Ahora ya no lo veo
sórdido, barriobajero, como de camorra a la puerta de una discoteca. Había
visto el mismo coche aparcado varios fines de semana en un escondido sendero
que conocía muy bien. Y en un pequeño claro del bosque, bien resguardado
de las miradas por un cinturón de maleza (se oía el rumor del río),
allí estaban con el torso desnudo dos jóvenes en un improvisado ring, pero sin
sus cuatro esquinas, ni sus doce cuerdas; sólo con la ley del ala del cuchillo
en las manos de un tercero, imparciales, sabias, que entremetiéndose entre
ellos, los domaba, los separaba, les reprendía, hasta que al final de cada
asalto, como al principio, sonaba el gong en el reloj de su muñeca que me parecía
el trino de un insólito pájaro nacido solo en este bosque.
Y en el rompecabezas de
una celosía de hojas y ramas moviéndose, los veía como a dos juncos de río
dándose cabezadas, como el baile en la pared de dos perspicaces llamas de una
hoguera, como si pugnaran dos vientos por aventar una goleta.
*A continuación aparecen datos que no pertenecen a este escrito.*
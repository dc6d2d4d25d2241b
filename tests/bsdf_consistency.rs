/*!
Statistical checks on the scattering models: sampled densities and values have to agree with
direct evaluation, and Monte Carlo albedo estimates have to respect energy conservation.
*/

use approx::assert_relative_eq;
use rand::{Rng, SeedableRng};
use rand_xoshiro::Xoshiro256Plus;

use spectral_pt::reflection::{
    BxDF, BxDFModel, BxDFReflTransFlags, CoatedDiffuseBxDF, ConductorBxDF, DielectricBxDF, DiffuseBxDF, TransportMode,
    TrowbridgeReitzDistribution,
};
use spectral_pt::spectrum::SampledSpectrum;
use spectral_pt::{spherical_direction, Float, Point2f, Vec3f, PI};

const N_SAMPLES: usize = 20_000;

fn outgoing(cos_theta: Float, phi: Float) -> Vec3f {
    spherical_direction((1.0 - cos_theta * cos_theta).sqrt(), cos_theta, phi)
}

fn rough_conductor() -> BxDF {
    ConductorBxDF::new(
        TrowbridgeReitzDistribution::new(0.3, 0.3),
        SampledSpectrum::uniform(0.2),
        SampledSpectrum::uniform(3.0),
    )
    .into()
}

fn rough_dielectric() -> BxDF {
    DielectricBxDF::new(1.5, TrowbridgeReitzDistribution::new(0.3, 0.3)).into()
}

fn diffuse(r: Float) -> BxDF {
    DiffuseBxDF::new(SampledSpectrum::uniform(r)).into()
}

fn coated_diffuse() -> BxDF {
    CoatedDiffuseBxDF::new(
        DielectricBxDF::new(1.5, TrowbridgeReitzDistribution::new(0.0, 0.0)),
        DiffuseBxDF::new(SampledSpectrum::uniform(0.5)),
        0.01,
        SampledSpectrum::zero(),
        0.0,
        10,
        1,
    )
    .into()
}

/// Estimates the directional albedo `∫ f |cos θi| dωi` by importance sampling.
fn albedo(bxdf: &BxDF, wo: Vec3f, rng: &mut Xoshiro256Plus) -> Float {
    let sum: Float = (0..N_SAMPLES)
        .filter_map(|_| {
            let u = Point2f::new(rng.gen(), rng.gen());
            bxdf.sample_f(wo, rng.gen(), u, TransportMode::Radiance, BxDFReflTransFlags::ALL)
        })
        .map(|bs| (bs.f * bs.wi.z.abs() / bs.pdf).average())
        .sum();
    sum / N_SAMPLES as Float
}

#[test]
fn sampled_pdf_matches_evaluated_pdf() -> anyhow::Result<()> {
    let mut rng = Xoshiro256Plus::seed_from_u64(7);
    for bxdf in [diffuse(0.5), rough_conductor(), rough_dielectric()] {
        for &cos_theta in &[0.9, 0.6, 0.3] {
            let wo = outgoing(cos_theta, 0.7);
            let mut checked = 0;
            for _ in 0..2_000 {
                let u = Point2f::new(rng.gen(), rng.gen());
                let bs = match bxdf.sample_f(wo, rng.gen(), u, TransportMode::Radiance, BxDFReflTransFlags::ALL) {
                    Some(bs) => bs,
                    None => continue,
                };
                if bs.pdf_is_proportional || bs.is_specular() || bs.pdf < 1e-3 {
                    continue;
                }
                let pdf = bxdf.pdf(wo, bs.wi, TransportMode::Radiance, BxDFReflTransFlags::ALL);
                assert_relative_eq!(bs.pdf, pdf, max_relative = 1e-2);
                let f = bxdf.f(wo, bs.wi, TransportMode::Radiance);
                assert_relative_eq!(bs.f.average(), f.average(), max_relative = 1e-2);
                checked += 1;
            }
            assert!(checked > 1_000, "{:?} produced only {} usable samples", bxdf, checked);
        }
    }
    Ok(())
}

#[test]
fn diffuse_albedo_matches_reflectance() -> anyhow::Result<()> {
    let mut rng = Xoshiro256Plus::seed_from_u64(11);
    let bxdf = diffuse(0.5);
    for &cos_theta in &[1.0, 0.5, 0.1] {
        assert_relative_eq!(albedo(&bxdf, outgoing(cos_theta, 0.0), &mut rng), 0.5, max_relative = 1e-3);
    }
    Ok(())
}

/// Under cosine-weighted sampling `cos² θ` is uniform on [0, 1], so its histogram should pass a
/// χ² test against equal bin counts.
#[test]
fn diffuse_directions_follow_cosine_distribution() -> anyhow::Result<()> {
    const N: usize = 200_000;
    const BINS: usize = 10;
    // χ² critical value for 9 degrees of freedom at p = 0.001
    const CRITICAL: f64 = 27.88;

    let mut rng = Xoshiro256Plus::seed_from_u64(19);
    let bxdf = diffuse(0.5);
    let wo = Vec3f::new(0.0, 0.0, 1.0);
    let mut counts = [0usize; BINS];
    for _ in 0..N {
        let u = Point2f::new(rng.gen(), rng.gen());
        // only exactly horizontal directions (pdf 0) are rejected
        let bs = match bxdf.sample_f(wo, rng.gen(), u, TransportMode::Radiance, BxDFReflTransFlags::ALL) {
            Some(bs) => bs,
            None => continue,
        };
        assert!(bs.wi.z >= 0.0);
        assert_relative_eq!(bs.pdf, bs.wi.z / PI, max_relative = 1e-4, epsilon = 1e-6);

        let bin = ((bs.wi.z * bs.wi.z) as f64 * BINS as f64) as usize;
        counts[bin.min(BINS - 1)] += 1;
    }

    let total: usize = counts.iter().sum();
    assert!(total > N - 10);
    let expected = total as f64 / BINS as f64;
    let chi2: f64 = counts.iter().map(|&c| (c as f64 - expected).powi(2) / expected).sum();
    assert!(chi2 < CRITICAL, "χ² = {} for bin counts {:?}", chi2, counts);
    Ok(())
}

#[test]
fn reflective_models_conserve_energy() -> anyhow::Result<()> {
    let mut rng = Xoshiro256Plus::seed_from_u64(13);
    for bxdf in [diffuse(0.99), rough_conductor(), coated_diffuse()] {
        for &cos_theta in &[0.95, 0.5, 0.2] {
            let a = albedo(&bxdf, outgoing(cos_theta, 1.3), &mut rng);
            assert!(a > 0.0 && a <= 1.02, "{:?} has albedo {} at cos θ = {}", bxdf, a, cos_theta);
        }
    }
    Ok(())
}

#[test]
fn reflection_is_reciprocal() -> anyhow::Result<()> {
    let mut rng = Xoshiro256Plus::seed_from_u64(17);
    for bxdf in [diffuse(0.5), rough_conductor()] {
        for _ in 0..500 {
            let wo = outgoing(rng.gen_range(0.05..1.0), rng.gen_range(0.0..6.28));
            let wi = outgoing(rng.gen_range(0.05..1.0), rng.gen_range(0.0..6.28));
            let f_oi = bxdf.f(wo, wi, TransportMode::Radiance);
            let f_io = bxdf.f(wi, wo, TransportMode::Radiance);
            assert_relative_eq!(f_oi.average(), f_io.average(), max_relative = 1e-3, epsilon = 1e-6);
        }
    }
    Ok(())
}
use crate::geometry::bounds::Bounds3f;
use crate::geometry::Ray;
use crate::light::DiffuseAreaLight;
use crate::material::Material;
use crate::shapes::{Shape, ShapeIntersection, Triangle};
use crate::Float;

/// The acceleration structure contract: closest-hit and occlusion queries over a set of
/// primitives.
pub trait Aggregate: Sync {
    fn bounds(&self) -> Bounds3f;

    fn intersect(&self, ray: &Ray, t_max: Float) -> Option<ShapeIntersection<'_>>;

    /// Whether anything blocks `ray` before `t_max`.
    fn intersect_p(&self, ray: &Ray, t_max: Float) -> bool;
}

/// A triangle with the material and area light it was declared with. A primitive without a
/// material is only the surface of an emitter or an invisible boundary.
#[derive(Clone, Copy)]
pub struct GeometricPrimitive<'a> {
    shape: Triangle<'a>,
    material: Option<&'a Material>,
    area_light: Option<&'a DiffuseAreaLight<'a>>,
}

impl<'a> GeometricPrimitive<'a> {
    pub fn new(shape: Triangle<'a>, material: Option<&'a Material>, area_light: Option<&'a DiffuseAreaLight<'a>>) -> Self {
        Self { shape, material, area_light }
    }

    pub fn bounds(&self) -> Bounds3f {
        self.shape.bounds()
    }

    pub fn intersect(&self, ray: &Ray, t_max: Float) -> Option<ShapeIntersection<'a>> {
        let mut si = self.shape.intersect(ray, t_max)?;
        si.intr.set_intersection_properties(self.material, self.area_light);
        Some(si)
    }

    pub fn intersect_p(&self, ray: &Ray, t_max: Float) -> bool {
        self.shape.fast_intersect(ray, t_max)
    }
}

/// Tests every primitive in turn. Adequate for the small procedural scenes rendered here.
pub struct PrimitiveList<'a> {
    prims: Vec<GeometricPrimitive<'a>>,
    bounds: Bounds3f,
}

impl<'a> PrimitiveList<'a> {
    pub fn new(prims: Vec<GeometricPrimitive<'a>>) -> Self {
        let bounds = prims.iter().fold(Bounds3f::empty(), |b, p| b.join(&p.bounds()));
        Self { prims, bounds }
    }

    pub fn len(&self) -> usize {
        self.prims.len()
    }

    pub fn is_empty(&self) -> bool {
        self.prims.is_empty()
    }
}

impl Aggregate for PrimitiveList<'_> {
    fn bounds(&self) -> Bounds3f {
        self.bounds
    }

    fn intersect(&self, ray: &Ray, mut t_max: Float) -> Option<ShapeIntersection<'_>> {
        let mut closest = None;
        for prim in &self.prims {
            if let Some(si) = prim.intersect(ray, t_max) {
                t_max = si.t_hit;
                closest = Some(si);
            }
        }
        closest
    }

    fn intersect_p(&self, ray: &Ray, t_max: Float) -> bool {
        self.prims.iter().any(|p| p.intersect_p(ray, t_max))
    }
}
Y no, no era una pelea. No había odio.
Ni cuentas pendientes. Ni corona de laurel. Ni cinturón dorado. No había rubia
platino en la silla de la arena verde. Nadie jaleaba. Y me arranqué de los ojos
los prejuicios. Dirimían arte en el baile. Intentaban ser príncipes de la
finta. Uno con la plasticidad de una párvula mariposa: A veces danzaba al ritmo
de un swing, o en círculos como en el vals de un ave de rapiña, altanero,
bajadas del todo las defensas, mentirosamente indiferente. Fajador el otro, menos
alto, cuadriculado, rocoso, encerrado en la guarida de su guardia, blindado por
el escudo de sus tallados brazos. Y como con metro amarillo de sastre medían
distancias. Aprendices en la estrategia de esquivar el dolor, de cazar el
flanco desnudo, de esperar el momento de un gancho, de un crochet, de un
directo…
(Sí, dos hombres se estudian,
se golpean, uno con su astucia, con su audacia, el otro con su tenacidad, su
fuerza bruta. ¿Dicen de prohibirlo? Pero si no se escupen odio. Si no proclaman
guerras, esas que legalizan la muerte de niños jugando. Solo son dos jóvenes amantes
del boxeo, ese deporte que deja en el saco de arena el veneno de la vida, los
demonios de dentro, mientras tallan sus músculos con buril de renuncias. Dos
jóvenes furtivos aprendiendo el oficio de no poner la otra mejilla, y si aflora
lo animal, lo primitivo, será solo dentro de ese voluntario cuadrilátero de
doce cuerdas, en esos doce asaltos de tres minutos).
Otra oportunidad.
Como en la vida.
Y en el sudor de sus
espaldas, como en la piel del río Iregua, la tarde vencida tiraba a dar
relumbres de plata, inexplicable belleza.